Christmas Eve
The story of the birth of the Son of God in the little town of Bethlehem.
Every year again on Christmas Eve we listen to the story of the birth of Christ in the little town of Bethlehem. To liberate this story from the realm of folklore that somehow is part of the holiday and to make it truly meaningful, we have to embark on the journey that the ancient writers are offering us.
We live in a time of materialism that has trouble including the divine and the sacred into its worldview. What we can’t see and measure does not exist in any meaningful sense of the word. Stories that tell tales that reach beyond materialism are regarded as the weird and worthless relative of the facts.
So if we travel to the little town of Bethlehem the question is not: “Was Jesus really born here in a manger? What are the facts and what is the proof?”
The question is: Why do the ancient writer make it a point that Christ was born into a poor family that had no place to go and that had basically no future?
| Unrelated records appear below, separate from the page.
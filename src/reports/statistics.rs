//! Statistics Report
//!
//! Total spending, the single largest expense, and each category's share of
//! the total drawn as a bar chart.

use crate::display::{bar_length, format_bar, format_percentage, section_header};
use crate::models::{Expense, Money};

use super::group_by_category;

/// One category's share of total spending
#[derive(Debug, Clone, PartialEq)]
pub struct CategoryShare {
    /// Normalized category name
    pub category: String,
    /// Sum of the category's amounts
    pub total: Money,
    /// Percentage of all spending (0.0 when total spending is zero)
    pub percentage: f64,
}

impl CategoryShare {
    /// Bar length for this share: half the percentage, rounded
    pub fn bar_length(&self) -> usize {
        bar_length(self.percentage)
    }
}

/// Statistics Report
#[derive(Debug, Clone, PartialEq)]
pub struct StatisticsReport<'a> {
    /// Sum of all amounts
    pub total: Money,
    /// The expense with the largest amount; the earliest one wins ties
    pub highest: &'a Expense,
    /// Category shares, largest first; equal shares keep first-appearance order
    pub breakdown: Vec<CategoryShare>,
}

impl<'a> StatisticsReport<'a> {
    /// Generate the report, or `None` when there are no expenses
    pub fn generate(expenses: &'a [Expense]) -> Option<Self> {
        let mut highest = expenses.first()?;
        for expense in &expenses[1..] {
            if expense.amount() > highest.amount() {
                highest = expense;
            }
        }

        let total: Money = expenses.iter().map(|e| e.amount()).sum();

        // A ledger of zero-amount expenses has no meaningful shares
        let mut breakdown: Vec<CategoryShare> = group_by_category(expenses)
            .into_iter()
            .map(|group| CategoryShare {
                percentage: if total.is_zero() {
                    0.0
                } else {
                    group.total.cents() as f64 * 100.0 / total.cents() as f64
                },
                category: group.category,
                total: group.total,
            })
            .collect();

        // Stable sort on exact cents keeps ties in first-appearance order
        breakdown.sort_by(|a, b| b.total.cmp(&a.total));

        Some(Self {
            total,
            highest,
            breakdown,
        })
    }

    /// Percentage for a single category, if it has any expenses
    pub fn percentage_for(&self, category: &str) -> Option<f64> {
        self.breakdown
            .iter()
            .find(|s| s.category == category)
            .map(|s| s.percentage)
    }

    /// Format the report for terminal display
    pub fn format_terminal(&self, currency_symbol: &str) -> String {
        let mut output = String::new();

        output.push_str(&section_header("Expense Statistics"));
        output.push('\n');
        output.push_str(&format!(
            "Total Spent: {}\n",
            self.total.format_with_symbol(currency_symbol)
        ));
        output.push_str(&format!(
            "Highest Expense: {} for {} on {} ({})\n",
            self.highest.amount().format_with_symbol(currency_symbol),
            self.highest.category(),
            self.highest.formatted_date(),
            self.highest.description()
        ));

        output.push_str("\nSpending Breakdown by Category:\n");
        for share in &self.breakdown {
            let line = format!(
                "{}: {} {}",
                share.category,
                format_percentage(share.percentage),
                format_bar(share.bar_length())
            );
            output.push_str(line.trim_end());
            output.push('\n');
        }

        output
    }
}

#[cfg(test)]
mod tests {
    use super::*;
    use chrono::NaiveDate;

    fn expense(day: u32, amount: &str, category: &str, description: &str) -> Expense {
        Expense::new(
            NaiveDate::from_ymd_opt(2024, 1, day).unwrap(),
            Money::parse(amount).unwrap(),
            category,
            description,
        )
        .unwrap()
    }

    fn sample() -> Vec<Expense> {
        vec![
            expense(15, "50.00", "food", "lunch"),
            expense(16, "30.00", "Food", "dinner"),
            expense(17, "20.00", "transport", "bus"),
        ]
    }

    fn assert_close(actual: f64, expected: f64) {
        assert!(
            (actual - expected).abs() < 1e-9,
            "expected {}, got {}",
            expected,
            actual
        );
    }

    #[test]
    fn test_empty_is_none() {
        assert_eq!(StatisticsReport::generate(&[]), None);
    }

    #[test]
    fn test_generate_statistics() {
        let expenses = sample();
        let report = StatisticsReport::generate(&expenses).unwrap();

        assert_eq!(report.total, Money::from_cents(10000));
        assert_eq!(report.highest, &expenses[0]);
        assert_close(report.percentage_for("Food").unwrap(), 80.0);
        assert_close(report.percentage_for("Transport").unwrap(), 20.0);
        assert_eq!(report.breakdown[0].category, "Food");
        assert_eq!(report.breakdown[0].bar_length(), 40);
        assert_eq!(report.breakdown[1].bar_length(), 10);
    }

    #[test]
    fn test_highest_tie_picks_first() {
        let expenses = vec![
            expense(1, "10", "a", "first"),
            expense(2, "25", "b", "second"),
            expense(3, "25", "c", "third"),
        ];

        let report = StatisticsReport::generate(&expenses).unwrap();
        assert_eq!(report.highest.description(), "second");
    }

    #[test]
    fn test_percentages_sum_to_hundred() {
        let expenses = vec![
            expense(1, "10", "a", ""),
            expense(2, "10", "b", ""),
            expense(3, "10", "c", ""),
            expense(4, "0.01", "d", ""),
        ];

        let report = StatisticsReport::generate(&expenses).unwrap();
        let sum: f64 = report.breakdown.iter().map(|s| s.percentage).sum();

        assert_close(sum, 100.0);
    }

    #[test]
    fn test_breakdown_ties_keep_first_appearance_order() {
        let expenses = vec![
            expense(1, "5", "small", ""),
            expense(2, "10", "beta", ""),
            expense(3, "10", "alpha", ""),
        ];

        let report = StatisticsReport::generate(&expenses).unwrap();
        let order: Vec<_> = report.breakdown.iter().map(|s| s.category.as_str()).collect();

        assert_eq!(order, vec!["Beta", "Alpha", "Small"]);
    }

    #[test]
    fn test_all_zero_amounts() {
        let expenses = vec![expense(1, "0", "free", "sample")];

        let report = StatisticsReport::generate(&expenses).unwrap();

        assert!(report.total.is_zero());
        assert_eq!(report.percentage_for("Free"), Some(0.0));
        assert_eq!(report.breakdown[0].bar_length(), 0);
    }

    #[test]
    fn test_format_terminal() {
        let expenses = sample();
        let report = StatisticsReport::generate(&expenses).unwrap();

        let expected = format!(
            "----- Expense Statistics -----\n\
             Total Spent: $100.00\n\
             Highest Expense: $50.00 for Food on 01/15/2024 (lunch)\n\
             \n\
             Spending Breakdown by Category:\n\
             Food: 80.0% {}\n\
             Transport: 20.0% {}\n",
            "█".repeat(40),
            "█".repeat(10)
        );
        assert_eq!(report.format_terminal("$"), expected);
    }

    #[test]
    fn test_tiny_share_has_no_bar() {
        let expenses = vec![expense(1, "995", "rent", ""), expense(2, "5", "gum", "")];

        let report = StatisticsReport::generate(&expenses).unwrap();
        let output = report.format_terminal("$");

        assert!(output.contains("Gum: 0.5%\n"));
        assert!(output.contains(&format!("Rent: 99.5% {}\n", "█".repeat(50))));
    }
}
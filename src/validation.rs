//! Input validation
//!
//! Gates every piece of text that becomes part of an [`Expense`]. The
//! interactive prompts loop on these functions until they succeed; the
//! `add` subcommand fails on the first error.
//!
//! [`Expense`]: crate::models::Expense

use chrono::{Local, NaiveDate};

use crate::error::ValidationError;
use crate::models::{Money, MoneyParseError, DATE_FORMAT};

/// Token that resolves to the current calendar date
pub const TODAY: &str = "today";

/// Parse a date entered by the user, resolving "today" against the local clock
pub fn parse_date(input: &str) -> Result<NaiveDate, ValidationError> {
    parse_date_on(input, Local::now().date_naive())
}

/// Parse a date entered by the user, resolving "today" to `today`
///
/// Accepts the case-insensitive token "today" or a strict `MM/DD/YYYY`
/// string (two-digit month, two-digit day, four-digit year) naming a day
/// that exists on the calendar.
pub fn parse_date_on(input: &str, today: NaiveDate) -> Result<NaiveDate, ValidationError> {
    let input = input.trim();

    if input.eq_ignore_ascii_case(TODAY) {
        return Ok(today);
    }

    if !has_date_shape(input) {
        return Err(ValidationError::InvalidDate(input.to_string()));
    }

    let date = NaiveDate::parse_from_str(input, DATE_FORMAT)
        .map_err(|_| ValidationError::ImpossibleDate(input.to_string()))?;

    // Year zero has the right shape but is not a calendar year
    if input.ends_with("/0000") {
        return Err(ValidationError::ImpossibleDate(input.to_string()));
    }

    Ok(date)
}

/// Check for exactly `DD/DD/DDDD` where `D` is an ASCII digit
fn has_date_shape(input: &str) -> bool {
    let bytes = input.as_bytes();
    bytes.len() == 10
        && bytes.iter().enumerate().all(|(i, b)| match i {
            2 | 5 => *b == b'/',
            _ => b.is_ascii_digit(),
        })
}

/// Parse an amount entered by the user
///
/// The amount must be a finite number no smaller than zero. A leading `$`
/// is tolerated since the prompt shows one.
pub fn parse_amount(input: &str) -> Result<Money, ValidationError> {
    Money::parse_non_negative(input).map_err(|e| match e {
        MoneyParseError::Negative => ValidationError::NegativeAmount,
        MoneyParseError::InvalidFormat(_) | MoneyParseError::OutOfRange(_) => {
            ValidationError::InvalidAmount(input.trim().to_string())
        }
    })
}

/// Trim a category and capitalize its first character
///
/// Only the first character changes; "eating out" becomes "Eating out" and
/// "iPhone" becomes "IPhone".
pub fn normalize_category(input: &str) -> Result<String, ValidationError> {
    capitalize_category(input.trim())
}

/// Capitalize the first character of a category without trimming it
///
/// Used for categories read back from the ledger file, which keep any
/// surrounding whitespace they were stored with. Blank categories are still
/// rejected.
pub fn capitalize_category(input: &str) -> Result<String, ValidationError> {
    if input.trim().is_empty() {
        return Err(ValidationError::EmptyCategory);
    }

    let mut chars = input.chars();
    Ok(match chars.next() {
        Some(first) => first.to_uppercase().chain(chars).collect(),
        None => String::new(),
    })
}

/// Trim a free-text description; empty is allowed
pub fn normalize_description(input: &str) -> String {
    input.trim().to_string()
}
//! Line-oriented prompts
//!
//! Reads answers from any `BufRead` and writes prompts to any `Write`, so
//! the interactive flow can be driven by stdin/stdout or by a test script.
//! Every read returns `None` once input is exhausted.

use std::io::{BufRead, Write};

use crate::error::{ExpenseResult, ValidationError};
use crate::models::Expense;
use crate::validation;

/// Prompts on `output` and reads answers from `input`
pub struct Prompter<R, W> {
    input: R,
    output: W,
}

impl<R: BufRead, W: Write> Prompter<R, W> {
    pub fn new(input: R, output: W) -> Self {
        Self { input, output }
    }

    /// The writer prompts go to, for printing anything else
    pub fn output(&mut self) -> &mut W {
        &mut self.output
    }

    /// Show `prompt` and read one trimmed line
    ///
    /// Bytes that are not valid UTF-8 become U+FFFD, so a garbled answer is
    /// rejected by validation like any other bad input.
    pub fn read_line(&mut self, prompt: &str) -> ExpenseResult<Option<String>> {
        write!(self.output, "{}", prompt)?;
        self.output.flush()?;

        let mut line = Vec::new();
        if self.input.read_until(b'\n', &mut line)? == 0 {
            return Ok(None);
        }

        Ok(Some(String::from_utf8_lossy(&line).trim().to_string()))
    }

    /// Keep prompting until `parse` accepts the answer
    ///
    /// Each rejection prints the validation message and asks again.
    pub fn prompt_until<T, F>(&mut self, prompt: &str, parse: F) -> ExpenseResult<Option<T>>
    where
        F: Fn(&str) -> Result<T, ValidationError>,
    {
        loop {
            let Some(answer) = self.read_line(prompt)? else {
                return Ok(None);
            };

            match parse(&answer) {
                Ok(value) => return Ok(Some(value)),
                Err(e) => writeln!(self.output, "{}", e)?,
            }
        }
    }

    /// Ask for every field of a new expense
    pub fn prompt_expense(&mut self) -> ExpenseResult<Option<Expense>> {
        let Some(date) = self.prompt_until(
            "Enter date (MM/DD/YYYY) or 'today' for today's date: ",
            validation::parse_date,
        )?
        else {
            return Ok(None);
        };

        let Some(amount) = self.prompt_until("Enter amount: $", validation::parse_amount)? else {
            return Ok(None);
        };

        let Some(category) =
            self.prompt_until("Enter category: ", validation::normalize_category)?
        else {
            return Ok(None);
        };

        let Some(description) = self.read_line("Enter description: ")? else {
            return Ok(None);
        };

        Expense::new(date, amount, &category, &description)
            .map(Some)
            .map_err(Into::into)
    }
}
//! Custom error types for the expense tracker
//!
//! This module defines the error hierarchy for the application using thiserror
//! for ergonomic error definitions.

use std::path::Path;

use thiserror::Error;

/// Reasons user input was rejected before becoming part of an expense
#[derive(Error, Debug, Clone, PartialEq, Eq)]
pub enum ValidationError {
    /// Date does not have the MM/DD/YYYY shape
    #[error("Invalid date format '{0}'. Please use MM/DD/YYYY.")]
    InvalidDate(String),

    /// Date has the right shape but does not exist on the calendar
    #[error("Impossible date '{0}'. Please use a real calendar date.")]
    ImpossibleDate(String),

    /// Amount is not a finite number
    #[error("Invalid amount '{0}'. Please enter a number.")]
    InvalidAmount(String),

    /// Amount is below zero
    #[error("Amount cannot be negative. Please enter a positive number.")]
    NegativeAmount,

    /// Category is blank after trimming
    #[error("Category cannot be empty.")]
    EmptyCategory,
}

/// The main error type for expense tracker operations
#[derive(Error, Debug)]
pub enum ExpenseError {
    /// Input validation errors
    #[error("Validation error: {0}")]
    Validation(#[from] ValidationError),

    /// The ledger file exists but could not be read or parsed
    #[error("Error loading expenses from {path}: {message}")]
    Load { path: String, message: String },

    /// The ledger file could not be written
    #[error("Error saving expenses to {path}: {message}")]
    Save { path: String, message: String },

    /// Configuration-related errors
    #[error("Configuration error: {0}")]
    Config(String),

    /// File I/O errors outside the ledger file
    #[error("I/O error: {0}")]
    Io(String),
}

impl ExpenseError {
    /// Create a load error for the given ledger path
    pub fn load(path: &Path, message: impl Into<String>) -> Self {
        Self::Load {
            path: path.display().to_string(),
            message: message.into(),
        }
    }

    /// Create a save error for the given ledger path
    pub fn save(path: &Path, message: impl Into<String>) -> Self {
        Self::Save {
            path: path.display().to_string(),
            message: message.into(),
        }
    }

    /// Check if this is a validation error
    pub fn is_validation(&self) -> bool {
        matches!(self, Self::Validation(_))
    }

    /// Check if this is a load error
    pub fn is_load(&self) -> bool {
        matches!(self, Self::Load { .. })
    }

    /// Check if this is a save error
    pub fn is_save(&self) -> bool {
        matches!(self, Self::Save { .. })
    }
}

impl From<std::io::Error> for ExpenseError {
    fn from(err: std::io::Error) -> Self {
        Self::Io(err.to_string())
    }
}

impl From<serde_json::Error> for ExpenseError {
    fn from(err: serde_json::Error) -> Self {
        Self::Config(err.to_string())
    }
}

/// Result type alias for expense tracker operations
pub type ExpenseResult<T> = Result<T, ExpenseError>;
Here the story resonates with the poor and forgotten of all times. Jesus comes to those who don’t count. He is born to them to take away their fear that their lives are inconsequential, that their suffering is meaningless and that their hopes are misplaced. And in the end death mercilessly eradicates all traces of their existence.
And here the story also resonates with us. When we face the hard days of life, Jesus is also born to us. He is with us in suffering and death. In him God reveals that in God’s kingdom all people are important and that God’s love calls all beings into a union of grace and love with their creator.
When we look at our neighbours with love and genuine God will, Christ is born in our hearts as if it were the manger in the little town of Bethlehem.
Rev. Olaf Baumann, sermon, Holy Trinity Lutheran Church, Port Angeles WA.